- [HOW TO COMPLETE THIS TASK] Find the word "imports" in the records and copy every line where it occurs.

Records contained in a dataset
------

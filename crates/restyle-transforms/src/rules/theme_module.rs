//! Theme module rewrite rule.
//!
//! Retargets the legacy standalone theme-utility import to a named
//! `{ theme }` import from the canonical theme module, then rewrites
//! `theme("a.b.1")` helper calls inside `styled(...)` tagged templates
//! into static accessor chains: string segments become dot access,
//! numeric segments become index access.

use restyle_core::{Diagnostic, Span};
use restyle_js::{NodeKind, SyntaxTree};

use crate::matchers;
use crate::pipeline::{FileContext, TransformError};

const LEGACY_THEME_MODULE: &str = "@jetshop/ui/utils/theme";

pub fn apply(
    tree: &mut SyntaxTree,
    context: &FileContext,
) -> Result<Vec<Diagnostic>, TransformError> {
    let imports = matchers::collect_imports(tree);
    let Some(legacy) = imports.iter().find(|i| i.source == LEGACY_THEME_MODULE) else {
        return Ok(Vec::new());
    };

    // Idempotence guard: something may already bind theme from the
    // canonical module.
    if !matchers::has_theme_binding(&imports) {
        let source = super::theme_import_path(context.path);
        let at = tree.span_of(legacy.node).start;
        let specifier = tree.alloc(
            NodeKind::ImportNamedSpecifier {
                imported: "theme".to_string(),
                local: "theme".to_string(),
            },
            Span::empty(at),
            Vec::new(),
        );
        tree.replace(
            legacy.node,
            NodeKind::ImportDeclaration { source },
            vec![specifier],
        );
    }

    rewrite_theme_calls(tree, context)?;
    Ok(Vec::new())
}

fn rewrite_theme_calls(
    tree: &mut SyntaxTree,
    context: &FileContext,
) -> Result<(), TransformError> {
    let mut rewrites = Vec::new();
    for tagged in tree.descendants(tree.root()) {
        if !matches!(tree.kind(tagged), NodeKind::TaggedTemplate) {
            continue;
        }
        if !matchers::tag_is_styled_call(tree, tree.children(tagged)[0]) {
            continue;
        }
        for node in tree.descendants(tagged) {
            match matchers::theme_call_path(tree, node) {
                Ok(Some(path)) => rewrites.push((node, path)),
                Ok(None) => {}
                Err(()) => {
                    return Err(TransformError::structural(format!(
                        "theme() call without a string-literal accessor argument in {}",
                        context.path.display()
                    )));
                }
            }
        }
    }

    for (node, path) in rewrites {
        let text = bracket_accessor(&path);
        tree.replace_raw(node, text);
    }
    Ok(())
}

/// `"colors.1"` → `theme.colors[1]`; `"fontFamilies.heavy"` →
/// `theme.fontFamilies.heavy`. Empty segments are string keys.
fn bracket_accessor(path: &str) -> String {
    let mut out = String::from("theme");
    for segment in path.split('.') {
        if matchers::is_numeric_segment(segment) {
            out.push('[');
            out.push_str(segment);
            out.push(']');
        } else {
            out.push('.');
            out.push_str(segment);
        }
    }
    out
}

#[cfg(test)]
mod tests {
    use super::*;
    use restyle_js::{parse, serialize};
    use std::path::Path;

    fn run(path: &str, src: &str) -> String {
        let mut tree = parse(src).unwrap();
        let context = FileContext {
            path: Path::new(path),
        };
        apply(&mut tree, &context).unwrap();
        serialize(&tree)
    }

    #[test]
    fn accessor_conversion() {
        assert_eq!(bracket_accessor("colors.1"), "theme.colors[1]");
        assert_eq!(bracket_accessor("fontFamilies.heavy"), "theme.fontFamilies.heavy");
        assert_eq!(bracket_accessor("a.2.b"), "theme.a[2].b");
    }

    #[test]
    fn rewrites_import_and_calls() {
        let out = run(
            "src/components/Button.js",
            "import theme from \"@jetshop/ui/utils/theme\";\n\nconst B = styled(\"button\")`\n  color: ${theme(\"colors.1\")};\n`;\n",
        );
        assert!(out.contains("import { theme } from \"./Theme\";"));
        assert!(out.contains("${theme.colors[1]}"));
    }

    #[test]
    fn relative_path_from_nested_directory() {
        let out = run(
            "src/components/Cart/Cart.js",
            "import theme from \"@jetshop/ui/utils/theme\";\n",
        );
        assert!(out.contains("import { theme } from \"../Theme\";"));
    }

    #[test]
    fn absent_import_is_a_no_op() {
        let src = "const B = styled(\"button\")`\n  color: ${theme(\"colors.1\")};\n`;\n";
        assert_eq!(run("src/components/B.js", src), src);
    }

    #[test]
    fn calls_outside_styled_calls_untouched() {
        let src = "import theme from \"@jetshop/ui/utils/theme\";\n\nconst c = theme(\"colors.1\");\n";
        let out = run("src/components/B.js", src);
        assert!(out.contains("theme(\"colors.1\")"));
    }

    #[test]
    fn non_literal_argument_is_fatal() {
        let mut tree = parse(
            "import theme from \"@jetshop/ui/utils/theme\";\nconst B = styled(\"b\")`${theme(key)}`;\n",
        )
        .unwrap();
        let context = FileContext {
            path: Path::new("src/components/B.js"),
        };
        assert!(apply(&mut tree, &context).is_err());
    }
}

------

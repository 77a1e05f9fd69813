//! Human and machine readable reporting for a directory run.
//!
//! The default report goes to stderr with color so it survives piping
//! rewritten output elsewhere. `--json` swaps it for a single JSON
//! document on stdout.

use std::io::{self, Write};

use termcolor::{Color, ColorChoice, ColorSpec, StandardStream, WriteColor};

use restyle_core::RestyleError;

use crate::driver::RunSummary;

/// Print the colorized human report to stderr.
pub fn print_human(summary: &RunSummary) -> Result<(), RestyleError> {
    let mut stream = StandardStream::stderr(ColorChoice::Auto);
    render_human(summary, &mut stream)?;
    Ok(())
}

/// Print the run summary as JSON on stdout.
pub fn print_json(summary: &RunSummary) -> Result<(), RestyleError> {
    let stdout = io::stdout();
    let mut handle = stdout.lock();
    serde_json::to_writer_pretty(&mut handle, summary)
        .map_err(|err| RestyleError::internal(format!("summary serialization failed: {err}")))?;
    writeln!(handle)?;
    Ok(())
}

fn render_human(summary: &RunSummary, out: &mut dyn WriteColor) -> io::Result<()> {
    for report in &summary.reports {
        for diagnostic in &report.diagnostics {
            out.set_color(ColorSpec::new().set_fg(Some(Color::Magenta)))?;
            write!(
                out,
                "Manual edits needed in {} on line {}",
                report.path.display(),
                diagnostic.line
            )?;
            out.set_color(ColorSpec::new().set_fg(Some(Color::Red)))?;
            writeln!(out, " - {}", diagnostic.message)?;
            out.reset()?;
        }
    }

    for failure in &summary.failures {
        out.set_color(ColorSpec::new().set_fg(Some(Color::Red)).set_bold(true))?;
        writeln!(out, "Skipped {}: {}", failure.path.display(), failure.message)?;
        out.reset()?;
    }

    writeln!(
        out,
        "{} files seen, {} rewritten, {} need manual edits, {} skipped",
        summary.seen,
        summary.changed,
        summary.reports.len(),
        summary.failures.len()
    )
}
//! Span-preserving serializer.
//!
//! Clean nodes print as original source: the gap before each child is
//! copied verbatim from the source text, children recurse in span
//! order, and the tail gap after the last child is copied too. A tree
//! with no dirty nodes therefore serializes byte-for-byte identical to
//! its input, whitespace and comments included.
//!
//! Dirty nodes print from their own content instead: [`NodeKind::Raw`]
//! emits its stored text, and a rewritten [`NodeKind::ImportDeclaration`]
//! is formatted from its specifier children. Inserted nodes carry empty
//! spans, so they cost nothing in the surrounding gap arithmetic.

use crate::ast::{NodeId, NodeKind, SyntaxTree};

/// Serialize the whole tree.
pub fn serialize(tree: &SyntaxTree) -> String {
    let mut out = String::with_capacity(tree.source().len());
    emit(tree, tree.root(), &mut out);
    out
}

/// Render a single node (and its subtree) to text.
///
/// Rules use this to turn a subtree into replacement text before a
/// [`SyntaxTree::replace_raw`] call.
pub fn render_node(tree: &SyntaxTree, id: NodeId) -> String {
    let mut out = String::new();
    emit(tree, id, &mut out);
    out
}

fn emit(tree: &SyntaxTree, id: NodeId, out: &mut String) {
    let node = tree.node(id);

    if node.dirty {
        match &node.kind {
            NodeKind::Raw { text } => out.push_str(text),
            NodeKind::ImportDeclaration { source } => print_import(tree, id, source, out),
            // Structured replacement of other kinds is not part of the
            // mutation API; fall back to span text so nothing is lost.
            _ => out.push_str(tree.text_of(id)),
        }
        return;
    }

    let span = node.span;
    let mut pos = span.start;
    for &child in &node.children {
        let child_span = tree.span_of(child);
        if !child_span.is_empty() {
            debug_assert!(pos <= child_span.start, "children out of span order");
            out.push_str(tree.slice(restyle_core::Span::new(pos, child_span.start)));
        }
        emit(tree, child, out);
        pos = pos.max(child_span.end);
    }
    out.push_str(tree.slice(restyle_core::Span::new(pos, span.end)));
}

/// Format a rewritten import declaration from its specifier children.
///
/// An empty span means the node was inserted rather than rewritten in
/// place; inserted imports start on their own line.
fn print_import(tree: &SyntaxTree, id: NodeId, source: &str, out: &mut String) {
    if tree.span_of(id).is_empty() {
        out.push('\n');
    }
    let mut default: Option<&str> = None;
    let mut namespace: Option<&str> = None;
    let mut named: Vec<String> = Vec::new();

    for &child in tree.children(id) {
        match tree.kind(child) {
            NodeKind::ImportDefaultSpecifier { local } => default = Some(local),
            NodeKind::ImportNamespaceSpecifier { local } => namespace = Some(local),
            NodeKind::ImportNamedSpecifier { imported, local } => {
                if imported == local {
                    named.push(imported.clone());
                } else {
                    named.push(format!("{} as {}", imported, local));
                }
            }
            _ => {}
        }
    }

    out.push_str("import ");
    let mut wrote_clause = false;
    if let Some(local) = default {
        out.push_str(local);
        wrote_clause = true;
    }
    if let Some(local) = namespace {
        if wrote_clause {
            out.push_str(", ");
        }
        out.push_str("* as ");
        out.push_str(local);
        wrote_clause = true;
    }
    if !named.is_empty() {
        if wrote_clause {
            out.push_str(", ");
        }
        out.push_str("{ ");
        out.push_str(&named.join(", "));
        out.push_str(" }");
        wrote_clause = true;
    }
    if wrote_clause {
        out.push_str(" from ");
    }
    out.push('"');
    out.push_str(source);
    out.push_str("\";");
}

------

- [EXERCISE SOLUTION]
    let imports = matchers::collect_imports(tree);
    let Some(legacy) = imports.iter().find(|i| i.source == LEGACY_THEME_MODULE) else {
    if !matchers::has_theme_binding(&imports) {
/// place; inserted imports start on their own line.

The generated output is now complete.